Simbol Persaudaraan Serumpun: Budayawan Malaysia Meriahkan Mangkasara’ Molulo 2026 di Pantai Losari

Budaya 02 Sep 2026 08:53 2 min read 137 views By La Ode Umar Zaid
Simbol Persaudaraan Serumpun: Budayawan Malaysia Meriahkan Mangkasara’ Molulo 2026 di Pantai Losari
Dua budayawan Malaysia turut memeriahkan Mangkasara’ Molulo 2026 di Pantai Losari, memperkuat kolaborasi budaya Indonesia dan Malaysia dalam semangat persaudaraan serumpun.

MAKASSAR — Anjungan Pantai Losari Kota Makassar menjadi saksi sejarah kuatnya tali persaudaraan dan simpul budaya lintas negara melalui penyelenggaraan Pagelaran Budaya Mangkasara' Molulo 2026 pada Sabtu (29/8/2026).
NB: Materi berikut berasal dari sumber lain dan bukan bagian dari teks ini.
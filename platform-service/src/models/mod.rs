use chrono::{DateTime, Utc};
use serde::{Deserialize, Serialize};
use uuid::Uuid;

#[derive(Debug, Clone, Copy, Serialize, Deserialize, PartialEq, Eq, Hash)]
#[serde(rename_all = "snake_case")]
pub enum ApplicationStatus {
    Submitted,
    UnderReview,
    Accepted,
    Rejected,
    Withdrawn,
}

impl ApplicationStatus {
    pub fn as_str(&self) -> &'static str {
        match self {
            ApplicationStatus::Submitted => "submitted",
            ApplicationStatus::UnderReview => "under_review",
            ApplicationStatus::Accepted => "accepted",
            ApplicationStatus::Rejected => "rejected",
            ApplicationStatus::Withdrawn => "withdrawn",
        }
    }

    /// Accepted, rejected and withdrawn applications are final.
    pub fn is_terminal(&self) -> bool {
        matches!(
            self,
            ApplicationStatus::Accepted
                | ApplicationStatus::Rejected
                | ApplicationStatus::Withdrawn
        )
    }

    /// Whether an application in this status may move to `next`.
    /// Staying in the same status is always allowed.
    pub fn can_transition_to(&self, next: ApplicationStatus) -> bool {
        if *self == next {
            return true;
        }
        match self {
            ApplicationStatus::Submitted => next != ApplicationStatus::Submitted,
            ApplicationStatus::UnderReview => next.is_terminal(),
            _ => false,
        }
    }
}

impl std::fmt::Display for ApplicationStatus {
    fn fmt(&self, f: &mut std::fmt::Formatter<'_>) -> std::fmt::Result {
        f.write_str(self.as_str())
    }
}

#[derive(Debug, Clone, Serialize, Deserialize)]
pub struct Application {
    #[serde(rename = "_id")]
    pub id: String,
    pub full_name: String,
    pub email: String,
    pub phone: Option<String>,
    pub organization: Option<String>,
    pub message: Option<String>,
    pub status: ApplicationStatus,
    #[serde(with = "mongodb::bson::serde_helpers::chrono_datetime_as_bson_datetime")]
    pub created_at: DateTime<Utc>,
    #[serde(with = "mongodb::bson::serde_helpers::chrono_datetime_as_bson_datetime")]
    pub updated_at: DateTime<Utc>,
}

impl Application {
    pub fn new(
        full_name: String,
        email: String,
        phone: Option<String>,
        organization: Option<String>,
        message: Option<String>,
    ) -> Self {
        let now = Utc::now();
        Self {
            id: Uuid::new_v4().to_string(),
            full_name,
            email,
            phone,
            organization,
            message,
            status: ApplicationStatus::Submitted,
            created_at: now,
            updated_at: now,
        }
    }
}

/// Criteria for listing applications.
#[derive(Debug, Clone, Default)]
pub struct ApplicationFilter {
    pub status: Option<ApplicationStatus>,
}
//! HTTP middleware shared by every service router.

pub mod metrics;
pub mod rate_limit;
pub mod security_headers;
pub mod tracing;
Pergelaran yang memadukan kehangatan tradisi Sulawesi ini sukses menyedot perhatian publik serta mempererat kolaborasi kebudayaan di kawasan regional ASEAN.
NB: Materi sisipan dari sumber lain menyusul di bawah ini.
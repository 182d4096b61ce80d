use async_trait::async_trait;
use bson::{doc, oid::ObjectId, Bson};
use futures::TryStreamExt;
use mongodb::{
    error::{ErrorKind, WriteFailure},
    options::{ClientOptions, IndexOptions},
    Client, Collection, Database, IndexModel,
};
use serde_json::{Map, Value};
use tracing::info;

use super::{take_id, Document, DocumentStore, StoreError, ID_FIELD};
use crate::config::StoreConfig;

/// Server error code for unique index violations
const DUPLICATE_KEY_CODE: i32 = 11000;

impl From<mongodb::error::Error> for StoreError {
    fn from(err: mongodb::error::Error) -> Self {
        match err.kind.as_ref() {
            ErrorKind::Write(WriteFailure::WriteError(write_error))
                if write_error.code == DUPLICATE_KEY_CODE =>
            {
                StoreError::DuplicateKey(write_error.message.clone())
            }
            ErrorKind::Io(_)
            | ErrorKind::ServerSelection { .. }
            | ErrorKind::ConnectionPoolCleared { .. } => StoreError::Connection(err.to_string()),
            ErrorKind::BsonSerialization(_)
            | ErrorKind::BsonDeserialization(_)
            | ErrorKind::InvalidArgument { .. } => StoreError::Validation(err.to_string()),
            _ => StoreError::Backend(err.to_string()),
        }
    }
}

/// MongoDB-backed document store. One client per process, opened in
/// [`MongoStore::connect`] and shut down through [`DocumentStore::close`].
pub struct MongoStore {
    client: Client,
    database: Database,
}

impl MongoStore {
    pub async fn connect(config: &StoreConfig) -> Result<Self, StoreError> {
        let mut options = ClientOptions::parse(&config.uri).await?;
        options.app_name = Some("erudite".to_string());
        let client = Client::with_options(options)?;
        let database = client.database(config.database_name());

        info!("Opened MongoDB client for database: {}", config.database_name());
        Ok(Self { client, database })
    }

    fn collection(&self, name: &str) -> Collection<bson::Document> {
        self.database.collection(name)
    }
}

/// JSON document (hex `_id`) into BSON (ObjectId `_id`)
fn to_bson(mut document: Document) -> Result<bson::Document, StoreError> {
    let id = take_id(&mut document)?;
    let mut out =
        bson::to_document(&document).map_err(|e| StoreError::Validation(e.to_string()))?;
    if let Some(id) = id {
        out.insert(ID_FIELD, id);
    }
    Ok(out)
}

/// BSON document back into the JSON shape handed to services
fn from_bson(mut document: bson::Document) -> Document {
    let id = document.remove(ID_FIELD);
    let mut out = match Bson::Document(document).into_relaxed_extjson() {
        Value::Object(map) => map,
        _ => Map::new(),
    };
    if let Some(id) = id {
        let hex = match id {
            Bson::ObjectId(oid) => oid.to_hex(),
            Bson::String(s) => s,
            other => other.to_string(),
        };
        out.insert(ID_FIELD.to_string(), Value::String(hex));
    }
    out
}

fn value_to_bson(value: &Value) -> Result<Bson, StoreError> {
    bson::to_bson(value).map_err(|e| StoreError::Validation(e.to_string()))
}

#[async_trait]
impl DocumentStore for MongoStore {
    async fn find_all(&self, collection: &str) -> Result<Vec<Document>, StoreError> {
        let cursor = self.collection(collection).find(None, None).await?;
        let documents: Vec<bson::Document> = cursor.try_collect().await?;
        Ok(documents.into_iter().map(from_bson).collect())
    }

    async fn find_by_id(
        &self,
        collection: &str,
        id: &ObjectId,
    ) -> Result<Option<Document>, StoreError> {
        let found = self
            .collection(collection)
            .find_one(doc! { ID_FIELD: *id }, None)
            .await?;
        Ok(found.map(from_bson))
    }

    async fn find_one_by_field(
        &self,
        collection: &str,
        field: &str,
        value: &Value,
    ) -> Result<Option<Document>, StoreError> {
        let found = self
            .collection(collection)
            .find_one(doc! { field: value_to_bson(value)? }, None)
            .await?;
        Ok(found.map(from_bson))
    }

    async fn find_many_by_field(
        &self,
        collection: &str,
        field: &str,
        values: &[Value],
    ) -> Result<Vec<Document>, StoreError> {
        let values = values
            .iter()
            .map(value_to_bson)
            .collect::<Result<Vec<_>, _>>()?;
        let cursor = self
            .collection(collection)
            .find(doc! { field: { "$in": values } }, None)
            .await?;
        let documents: Vec<bson::Document> = cursor.try_collect().await?;
        Ok(documents.into_iter().map(from_bson).collect())
    }

    async fn insert_one(
        &self,
        collection: &str,
        document: Document,
    ) -> Result<ObjectId, StoreError> {
        let mut document = to_bson(document)?;
        if !document.contains_key(ID_FIELD) {
            document.insert(ID_FIELD, ObjectId::new());
        }
        let result = self.collection(collection).insert_one(document, None).await?;
        result
            .inserted_id
            .as_object_id()
            .ok_or_else(|| StoreError::Backend("inserted _id is not an ObjectId".to_string()))
    }

    async fn delete_one(&self, collection: &str, id: &ObjectId) -> Result<bool, StoreError> {
        let result = self
            .collection(collection)
            .delete_one(doc! { ID_FIELD: *id }, None)
            .await?;
        Ok(result.deleted_count > 0)
    }

    async fn update_fields(
        &self,
        collection: &str,
        id: &ObjectId,
        mut fields: Document,
    ) -> Result<bool, StoreError> {
        fields.remove(ID_FIELD);
        if fields.is_empty() {
            return Ok(self.find_by_id(collection, id).await?.is_some());
        }
        let fields = to_bson(fields)?;
        let result = self
            .collection(collection)
            .update_one(doc! { ID_FIELD: *id }, doc! { "$set": fields }, None)
            .await?;
        Ok(result.matched_count > 0)
    }

    async fn replace_one(
        &self,
        collection: &str,
        id: &ObjectId,
        mut document: Document,
    ) -> Result<bool, StoreError> {
        document.remove(ID_FIELD);
        let replacement = to_bson(document)?;
        let result = self
            .collection(collection)
            .replace_one(doc! { ID_FIELD: *id }, replacement, None)
            .await?;
        Ok(result.matched_count > 0)
    }

    async fn ensure_unique_index(&self, collection: &str, field: &str) -> Result<(), StoreError> {
        let options = IndexOptions::builder().unique(true).sparse(true).build();
        let model = IndexModel::builder()
            .keys(doc! { field: 1 })
            .options(options)
            .build();
        self.collection(collection).create_index(model, None).await?;
        info!("Ensured unique index on {}.{}", collection, field);
        Ok(())
    }

    async fn ping(&self) -> Result<(), StoreError> {
        self.database.run_command(doc! { "ping": 1 }, None).await?;
        Ok(())
    }

    async fn close(&self) {
        self.client.clone().shutdown().await;
        info!("Closed MongoDB client");
    }
}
Kegiatan ini semakin istimewa dengan hadirnya dua budayawan terkemuka dari Negeri Jiran Malaysia sebagai undangan kehormatan, yakni Hj. Azmee Bin Abd Manap dari Terengganu dan Mohammad Syamsul Fidhuan Bin Masri dari Selangor Darul Ehsan. Kehadiran tokoh-tokoh ini menjadi momentum strategis dalam membangun ekosistem budaya dan pariwisata yang sinergis antara Indonesia dan Malaysia.

Selain jalinan bilateral, kehadiran perwakilan Malaysia tersebut memperkuat konsolidasi dalam wadah International Nusantara Cultural Forum (INCAF). INCAF merupakan forum silaturahmi yang merangkul para seniman dan budayawan dari empat negara Nusantara, yaitu Indonesia, Malaysia, Brunei Darussalam, dan Singapura. Tak hanya dari kawasan Melayu, Mangkasara' Molulo 2026 juga dihadiri oleh perwakilan Duta Besar negara sahabat, salah satunya dari Kedutaan Besar Bangladesh yang turut menyaksikan secara langsung keindahan kolaborasi budaya Sulawesi.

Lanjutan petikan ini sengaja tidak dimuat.